Keeping up to, and down with, Date

  • TomThomson - Friday, April 28, 2017 5:28 PM

    Eric M Russell - Monday, January 9, 2017 3:33 PM

    Phil,The name of the this article "Keeping up to, and down with, Date"; I get that it's a pun making reference to the mathematician, relational database pioneer, and author Christopher J. Date, and also perhaps an even more oblique reference to the play, "Keeping Down with the Joneses". If so, then that's pretty clever. 🙂

    I wondered if Date was intended to suggest CJD, but then thought that Phil would never want to get down to that level let alone keep down there.  I may of course be wriong.   But after suffering all his nonsense, things like

    "NULL - you can't have NULL, because as soon as you need one sort of NULL you need a second sort and one you have two sorts of NULL it's easy to prove you need an infinite number of sorts"
    Which was pure bullshit

    "there's no need for NULL, you can always do the same thing by having a default value for the column" 
    That's going to work beautifully for the inner join of two derived tables each constructed by outer joins between base tables, isn't it? maybe you can get around it if you can find a value you can safely exclude from the original domain (sometimes difficult), and ensure that it doesn't combine in any sort of sane manner with other values in the domain (usually impossible) or values in other domains which can be combined with operators (almost always impossible even if the usually-impossible in domain requirement isn't), and are prepared to write extra SQL to exclude cases of a match on the default and replace all the arithmetic and comparison operators with code to handle these defaults.  So that was also quite clearly pure bullshit

    "1 NF is a bad idea because because the intersection of a row and a column shouldn't be restricted to a things that the database sees as single value, it could be something seen as a list of values or as a set of values or as whatever you like"
    I guess I don't have to say it a third time?

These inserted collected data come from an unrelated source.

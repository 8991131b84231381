//! # User Notifications
//!
//! Fire-and-forget reporting of cart failures to whoever is watching (a toast,
//! a status line, a log). The cart emits one of four fixed messages and never
//! forwards raw error detail.

use std::fmt::Display;
use std::sync::Arc;
use tracing::warn;

/// The user-facing messages the cart can emit.
#[derive(Debug, Clone, Copy, PartialEq, Eq, Hash)]
pub enum Notice {
    OutOfStock,
    AddFailed,
    RemoveFailed,
    UpdateFailed,
}

impl Notice {
    pub fn as_str(&self) -> &'static str {
        match self {
            Notice::OutOfStock => "quantity requested is out of stock",
            Notice::AddFailed => "failed to add product",
            Notice::RemoveFailed => "failed to remove product",
            Notice::UpdateFailed => "failed to update product quantity",
        }
    }
}

impl Display for Notice {
    fn fmt(&self, f: &mut std::fmt::Formatter<'_>) -> std::fmt::Result {
        f.write_str(self.as_str())
    }
}

/// One-way sink for user-facing error messages. Must not block.
pub trait NotificationSink: Send + Sync {
    fn report_error(&self, message: &str);
}

impl<T: NotificationSink + ?Sized> NotificationSink for Arc<T> {
    fn report_error(&self, message: &str) {
        (**self).report_error(message)
    }
}

/// Sink that surfaces notices as `warn` events.
#[derive(Debug, Clone, Copy, Default)]
pub struct TracingNotifier;

impl NotificationSink for TracingNotifier {
    fn report_error(&self, message: &str) {
        warn!(notice = message, "User notice");
    }
}
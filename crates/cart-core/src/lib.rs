//! # Cart Core
//!
//! Domain logic for a shopping cart that checks live stock before every change
//! and persists itself after every accepted one.
//!
//! ## Architecture Overview
//!
//! The crate is split into three layers:
//!
//! 1. **Model** ([`model`]) - [`Cart`], [`LineItem`], [`Product`] and [`StockInfo`].
//!    Cart transformations are pure and return a new value.
//! 2. **Collaborators** - the traits the store talks to:
//!    [`InventoryService`] (remote catalogue and stock), [`PersistenceStore`]
//!    (string key-value storage) and [`NotificationSink`] (user-facing messages).
//! 3. **Store** ([`CartStore`]) - the only owner of the cart. It runs the stock
//!    check, builds the next cart, writes it and only then swaps it in.
//!
//! The [`codec`] module sits between the model and storage so the medium can be
//! swapped without touching the store.
//!
//! ## Example
//!
//! ```rust
//! use cart_core::mock::MockInventory;
//! use cart_core::{
//!     CartStore, MemoryStore, Product, ProductId, TracingNotifier, UpdateProductAmount,
//! };
//!
//! #[tokio::main]
//! async fn main() {
//!     let inventory = MockInventory::new();
//!     inventory.expect_stock(1).return_amount(5);
//!     inventory
//!         .expect_product(1)
//!         .return_ok(Product::new(ProductId(1), "Runner", 139.9, "https://img/1.jpg"));
//!     inventory.expect_stock(1).return_amount(5);
//!
//!     let storage = MemoryStore::new();
//!     let mut store = CartStore::open(inventory, storage.clone(), TracingNotifier, "cart")
//!         .await
//!         .unwrap();
//!
//!     store.add_product(ProductId(1)).await.unwrap();
//!     store
//!         .update_product_amount(UpdateProductAmount::new(ProductId(1), 3))
//!         .await
//!         .unwrap();
//!
//!     assert_eq!(store.cart().find(ProductId(1)).unwrap().amount.get(), 3);
//!     assert!(storage.raw("cart").unwrap().contains(r#""amount":3"#));
//! }
//! ```
//!
//! ## Concurrency
//!
//! [`CartStore`] mutations take `&mut self`. Sharing one store between tasks is
//! the job of the `cart-service` crate, which puts it behind an actor.

pub mod codec;
pub mod error;
pub mod inventory;
pub mod mock;
pub mod model;
pub mod notify;
pub mod storage;
pub mod store;

pub use codec::{decode_cart, encode_cart, CodecError};
pub use error::{CartError, CartOperation, UpstreamError};
pub use inventory::{InventoryError, InventoryService};
pub use model::{
    Cart, DuplicateLineItem, LineItem, Product, ProductId, StockInfo, UpdateProductAmount,
};
pub use notify::{NotificationSink, Notice, TracingNotifier};
pub use storage::{MemoryStore, PersistenceStore, StorageError};
pub use store::{CartChange, CartStore};
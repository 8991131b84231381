//! # Cart Actor
//!
//! Owns a [`CartStore`] inside its own Tokio task and applies requests one at a
//! time, in arrival order. Any number of [`CartClient`] clones can submit work
//! concurrently; the store still sees a single writer, so two adds racing for
//! different products are both kept.
//!
//! ```rust
//! use cart_core::mock::{MockInventory, RecordingNotifier};
//! use cart_core::{CartStore, MemoryStore, Product, ProductId};
//! use cart_service::actor::CartActor;
//!
//! #[tokio::main]
//! async fn main() {
//!     let inventory = MockInventory::new();
//!     inventory.expect_stock(1).return_amount(2);
//!     inventory
//!         .expect_product(1)
//!         .return_ok(Product::new(ProductId(1), "Runner", 139.9, "https://img/1.jpg"));
//!
//!     let store = CartStore::open(inventory, MemoryStore::new(), RecordingNotifier::new(), "cart")
//!         .await
//!         .unwrap();
//!     let (actor, client) = CartActor::new(store, 8);
//!     let handle = tokio::spawn(actor.run());
//!
//!     client.add_product(ProductId(1)).await.unwrap();
//!     assert_eq!(client.snapshot().await.unwrap().len(), 1);
//!
//!     drop(client);
//!     handle.await.unwrap();
//! }
//! ```

use crate::client::CartClient;
use crate::message::CartRequest;
use cart_core::{CartStore, InventoryService, NotificationSink, PersistenceStore};
use tokio::sync::mpsc;
use tracing::{debug, info};

pub struct CartActor<I, S, N> {
    receiver: mpsc::Receiver<CartRequest>,
    store: CartStore<I, S, N>,
}

impl<I, S, N> CartActor<I, S, N>
where
    I: InventoryService,
    S: PersistenceStore,
    N: NotificationSink,
{
    /// Creates the actor and the client that feeds it.
    ///
    /// `buffer_size` is the request channel capacity; once it is full, client
    /// calls wait for room.
    pub fn new(store: CartStore<I, S, N>, buffer_size: usize) -> (Self, CartClient) {
        let (sender, receiver) = mpsc::channel(buffer_size);
        let actor = Self { receiver, store };
        (actor, CartClient::new(sender))
    }

    /// Processes requests until every client has been dropped.
    pub async fn run(mut self) {
        info!(key = self.store.key(), size = self.store.cart().len(), "Cart actor started");

        while let Some(msg) = self.receiver.recv().await {
            match msg {
                CartRequest::AddProduct {
                    product_id,
                    respond_to,
                } => {
                    debug!(%product_id, "AddProduct");
                    let result = self.store.add_product(product_id).await;
                    let _ = respond_to.send(result);
                }
                CartRequest::RemoveProduct {
                    product_id,
                    respond_to,
                } => {
                    debug!(%product_id, "RemoveProduct");
                    let result = self.store.remove_product(product_id).await;
                    let _ = respond_to.send(result);
                }
                CartRequest::UpdateProductAmount { update, respond_to } => {
                    debug!(?update, "UpdateProductAmount");
                    let result = self.store.update_product_amount(update).await;
                    let _ = respond_to.send(result);
                }
                CartRequest::Snapshot { respond_to } => {
                    let _ = respond_to.send(self.store.snapshot());
                }
            }
        }

        info!(key = self.store.key(), size = self.store.cart().len(), "Shutdown");
    }
}
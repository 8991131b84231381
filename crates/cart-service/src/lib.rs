//! # Cart Service
//!
//! Runtime around [`cart_core::CartStore`].
//!
//! - **[actor]** / **[client]**: the store runs inside a [`CartActor`](actor::CartActor)
//!   task; [`CartClient`](client::CartClient) handles queue requests to it, so
//!   concurrent callers never interleave inside a mutation.
//! - **[inventory_http]**: [`HttpInventory`](inventory_http::HttpInventory), the
//!   inventory service over its JSON REST API.
//! - **[file_store]**: [`FileStore`](file_store::FileStore), one JSON file per key.
//! - **[config]**: TOML configuration with defaults for every field.
//! - **[lifecycle]**: [`CartSystem`](lifecycle::CartSystem) start/shutdown and
//!   tracing setup.
//!
//! The `cart` binary drives all of this from the command line.

pub mod actor;
pub mod client;
pub mod config;
pub mod file_store;
pub mod inventory_http;
pub mod lifecycle;
pub mod message;
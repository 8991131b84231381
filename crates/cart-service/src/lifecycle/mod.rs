//! # System Lifecycle
//!
//! Starts and stops the cart runtime.
//!
//! [`CartSystem`] wires the collaborators into a [`CartStore`](cart_core::CartStore),
//! hands the store to a [`CartActor`](crate::actor::CartActor) running in its
//! own task and keeps the [`CartClient`](crate::client::CartClient) callers use.
//!
//! ## Shutdown
//!
//! 1. **Drop the client** - closes the sender side of the request channel.
//! 2. **Actor drains** - requests already queued are still applied, then
//!    `recv()` returns `None` and the loop exits.
//! 3. **Await the task** - a panic inside the actor surfaces as an error here.
//!
//! Clones of the client held elsewhere keep the actor alive, so drop those
//! before calling [`CartSystem::shutdown`].
//!
//! ## Tracing
//!
//! [`setup_tracing`] installs the subscriber once per process:
//!
//! ```bash
//! RUST_LOG=info cart add 1     # one line per commit or rejection
//! RUST_LOG=debug cart add 1    # plus requests, stock levels and file writes
//! ```

pub mod cart_system;
pub mod tracing;

pub use cart_system::*;
pub use tracing::*;
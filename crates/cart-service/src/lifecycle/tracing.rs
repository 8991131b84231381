//! Subscriber setup for the cart binary.
//!
//! Compact single-line output without module paths. Verbosity comes from
//! `RUST_LOG`; with it unset only errors are printed.
//!
//! With `RUST_LOG=info` a rejected add looks like:
//!
//! ```text
//! INFO add_product: Operation rejected product_id=product_1 operation=add_product
//!     reason=product_1: 2 requested, not in stock
//! WARN add_product: User notice product_id=product_1 notice="quantity requested is out of stock"
//! ```
pub fn setup_tracing() {
    tracing_subscriber::fmt()
        .with_env_filter(tracing_subscriber::EnvFilter::from_default_env())
        .with_target(false)
        .compact()
        .init();
}
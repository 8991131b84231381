//! # Cart Codec
//!
//! The string form of a [`Cart`] as it is handed to a
//! [`PersistenceStore`](crate::storage::PersistenceStore). Keeping this separate
//! from the storage medium means a file, an embedded KV or a remote store all
//! receive the same blob.
//!
//! The blob is a JSON array of flat line items:
//!
//! ```text
//! [{"id":1,"title":"Sneaker","price":179.9,"image":"https://…","amount":2}]
//! ```

use crate::model::Cart;

/// Errors raised while turning a cart into its stored form or back.
#[derive(Debug, thiserror::Error)]
pub enum CodecError {
    #[error("failed to encode cart: {0}")]
    Encode(#[source] serde_json::Error),
    #[error("failed to decode cart: {0}")]
    Decode(#[source] serde_json::Error),
}

pub fn encode_cart(cart: &Cart) -> Result<String, CodecError> {
    serde_json::to_string(cart).map_err(CodecError::Encode)
}

/// Decodes a stored blob. Duplicate product ids and zero amounts are rejected.
pub fn decode_cart(blob: &str) -> Result<Cart, CodecError> {
    serde_json::from_str(blob).map_err(CodecError::Decode)
}
//! # Inventory Service
//!
//! Read-only view of the remote product catalogue and stock levels. The cart
//! consults it before every add or quantity change and never caches answers.
//! Timeouts are the implementation's concern.

use crate::model::{Product, ProductId, StockInfo};
use async_trait::async_trait;
use std::sync::Arc;

/// Errors raised by an [`InventoryService`].
#[derive(Debug, Clone, PartialEq, Eq, thiserror::Error)]
pub enum InventoryError {
    /// The service has no such product.
    #[error("{0} not found in inventory")]
    NotFound(ProductId),

    /// The service answered with an unexpected status.
    #[error("inventory responded with status {status}")]
    Status { status: u16 },

    /// The request never produced a response (connection, timeout, ...).
    #[error("inventory transport error: {0}")]
    Transport(String),

    /// The response body could not be decoded.
    #[error("malformed inventory response: {0}")]
    Decode(String),
}

#[async_trait]
pub trait InventoryService: Send + Sync {
    /// Fetches the full product record.
    async fn get_product(&self, id: ProductId) -> Result<Product, InventoryError>;

    /// Fetches the live stock level. `Ok(None)` means the service answered but
    /// holds no stock record for the product.
    async fn get_stock(&self, id: ProductId) -> Result<Option<StockInfo>, InventoryError>;
}

#[async_trait]
impl<T: InventoryService + ?Sized> InventoryService for Arc<T> {
    async fn get_product(&self, id: ProductId) -> Result<Product, InventoryError> {
        (**self).get_product(id).await
    }

    async fn get_stock(&self, id: ProductId) -> Result<Option<StockInfo>, InventoryError> {
        (**self).get_stock(id).await
    }
}
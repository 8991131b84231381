//! # Cart Store
//!
//! [`CartStore`] owns the cart and is the only thing allowed to change it.
//!
//! ## Mutations
//!
//! Each public mutation follows the same shape:
//!
//! 1. Ask the [`InventoryService`] whether the requested quantity is in stock
//!    (remove skips this step).
//! 2. Compute the next cart as a fresh value; the current one is not touched.
//! 3. **Commit**: encode the next cart, write it under the store's key and,
//!    once the write resolved, swap it in as the current cart.
//!
//! Any failure before the swap leaves the current cart exactly as it was. The
//! failure is reported once to the [`NotificationSink`] and returned to the
//! caller as a [`CartError`].
//!
//! ## Concurrency
//!
//! Mutations take `&mut self`, so a single owner is enforced by the compiler.
//! To share a store between tasks, put it behind an actor that drains a queue
//! of requests one at a time rather than behind a lock held across the
//! inventory round-trips.

use crate::codec::{decode_cart, encode_cart};
use crate::error::{CartError, CartOperation};
use crate::inventory::{InventoryError, InventoryService};
use crate::model::{Cart, LineItem, ProductId, UpdateProductAmount};
use crate::notify::NotificationSink;
use crate::storage::{PersistenceStore, StorageError};
use std::num::NonZeroU32;
use tracing::{debug, info, instrument, warn};

/// What a successful call did to the cart.
#[derive(Debug, Clone, Copy, PartialEq, Eq)]
pub enum CartChange {
    /// A new cart was written to storage and became current.
    Committed,
    /// Nothing to do; storage was not touched.
    Ignored,
}

/// Owner of the current [`Cart`] and the only code path that changes it.
///
/// A `CartStore` pairs the in-memory cart with the three collaborators every
/// mutation needs:
/// - **`I`: [`InventoryService`]** answers live stock levels and product
///   records. Nothing it returns is cached.
/// - **`S`: [`PersistenceStore`]** holds the encoded cart under
///   [`key`](Self::key). The stored value always equals the cart as of the
///   last successful mutation.
/// - **`N`: [`NotificationSink`]** receives exactly one user-facing message
///   per failed mutation and nothing otherwise.
///
/// Every mutation returns `Ok(CartChange::Committed)` once the new cart is
/// both stored and current, `Ok(CartChange::Ignored)` when there was nothing
/// to do, or a [`CartError`] when the cart was left untouched.
///
/// # Example
///
/// ```ignore
/// let mut store = CartStore::open(inventory, storage, TracingNotifier, "cart").await?;
///
/// store.add_product(ProductId(1)).await?;
/// store
///     .update_product_amount(UpdateProductAmount::new(ProductId(1), 3))
///     .await?;
/// assert_eq!(store.cart().find(ProductId(1)).unwrap().amount.get(), 3);
/// ```
pub struct CartStore<I, S, N> {
    cart: Cart,
    key: String,
    inventory: I,
    storage: S,
    notifier: N,
}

    and seeing the wonderful idiot he made of himself in the published debate with Codd,
    I don't think I'll ever trust anything he said or wrote, and keeping down with CJD would in my view be insane.

    Yes, he wrote some quite intelligent stuff  as well, but most of it was tainted by the sort of nonsense I've referred to.  The worst of it is that people who don't understand the relational model have taken his rubbish to heart and we have extreme anti-null people and anti-atomicity people participating in this site.  Sensible people say "try to avoid NULL but if you can't don't screw up by not using it", which is very anti-CJD and very pro-Codd; and sensible people also say "we don't care if the application which gets the value from the database sees what it's got as a complex object with many components as long as the database sees it as a simple atomic object that has no structure but only attributes discoverable by the functions built in to the SQL (or QEL,or whatever our database uses for queries) language" which is very anti-Date, and very pro-Codd (who would of course have voted for "whatever" rather than for SQL).

    It's strange.  I never read Date's stuff but had heard a whole lot of people talk about his seemingly anti-Codd, anti-SQL tendencies.,  To be honest, I sucked in what other people said and thought rather poorly of Date because of it and, especially, because on his reported take on NULLs.  For example, the following, which you quoted, is one of those Date quotes that made me think that Date was drinking bong water through two straws.  I assume the last sentence is yours.

    "NULL - you can't have NULL, because as soon as you need one sort of NULL you need a second sort and one you have two sorts of NULL it's easy to prove you need an infinite number of sorts"
    Which was pure bullshit

    10 years ago, I would have shouted "I AGREE!  TOTAL BS! THERE IS NO NEED FOR MORE THAN ONE TYPE OF NULL AND YOU DO NEED NULL!"  In fact, when I first read the quote a couple of hours ago, I was on the verge of hitting "Post Reply" with a similar shout... but then, remembering that, like anyone else, I've been seriously burned by responding before finishing the read, I read further down to the following...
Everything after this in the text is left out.